Saved entries
use criterion::{BatchSize, Criterion, criterion_group, criterion_main};
use rand::Rng;
use rand::SeedableRng;
use rand::rngs::StdRng;
use seqops::prelude::*;
use std::collections::LinkedList;
use std::hint::black_box;

fn bench_sort(c: &mut Criterion) {
    let mut group = c.benchmark_group("Sort");
    group.sample_size(10);

    // Dataset generation
    let mut rng = rand::rng();
    let count = 10_000;
    let random_strings: Vec<String> = (0..count)
        .map(|_| {
            let len = rng.random_range(5..20);
            (0..len).map(|_| rng.random::<char>()).collect()
        })
        .collect();
    let random_list: LinkedList<String> = random_strings.iter().cloned().collect();

    group.bench_function("seqops::sort (vec)", |b| {
        b.iter_batched(
            || random_strings.clone(),
            |mut data| sort(black_box(&mut data)),
            BatchSize::SmallInput,
        )
    });

    group.bench_function("seqops::sort (linked list)", |b| {
        b.iter_batched(
            || random_list.clone(),
            |mut data| sort(black_box(&mut data)),
            BatchSize::SmallInput,
        )
    });

    // Std Sort (Stable)
    group.bench_function("slice::sort (stable)", |b| {
        b.iter_batched(
            || random_strings.clone(),
            |mut data| data.sort(),
            BatchSize::SmallInput,
        )
    });

    group.finish();
}

fn bench_traversals(c: &mut Criterion) {
    let mut group = c.benchmark_group("Traversal");
    group.sample_size(10);

    let count = 10_000u32;
    let vec: Vec<u32> = (0..count).collect();
    let list: LinkedList<u32> = (0..count).collect();

    group.bench_function("reverse (vec, indexed)", |b| {
        b.iter_batched(
            || vec.clone(),
            |mut data| reverse(black_box(&mut data)),
            BatchSize::SmallInput,
        )
    });

    group.bench_function("reverse (linked list, cursor)", |b| {
        b.iter_batched(
            || list.clone(),
            |mut data| reverse(black_box(&mut data)),
            BatchSize::SmallInput,
        )
    });

    group.bench_function("shuffle (vec, indexed)", |b| {
        let mut rng = StdRng::seed_from_u64(1);
        b.iter_batched(
            || vec.clone(),
            |mut data| shuffle_with(black_box(&mut data), &mut rng),
            BatchSize::SmallInput,
        )
    });

    group.bench_function("shuffle (linked list, cursor)", |b| {
        let mut rng = StdRng::seed_from_u64(1);
        b.iter_batched(
            || list.clone(),
            |mut data| shuffle_with(black_box(&mut data), &mut rng),
            BatchSize::SmallInput,
        )
    });

    group.bench_function("binary_search (linked list, cursor)", |b| {
        b.iter(|| binary_search(black_box(&list), black_box(&(count / 3))))
    });

    group.finish();
}

criterion_group!(benches, bench_sort, bench_traversals);
criterion_main!(benches);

Task directions:
The answer must consist of every line from the entries that holds the string "indexed".

Task answer:
    group.bench_function("reverse (vec, indexed)", |b| {
    group.bench_function("shuffle (vec, indexed)", |b| {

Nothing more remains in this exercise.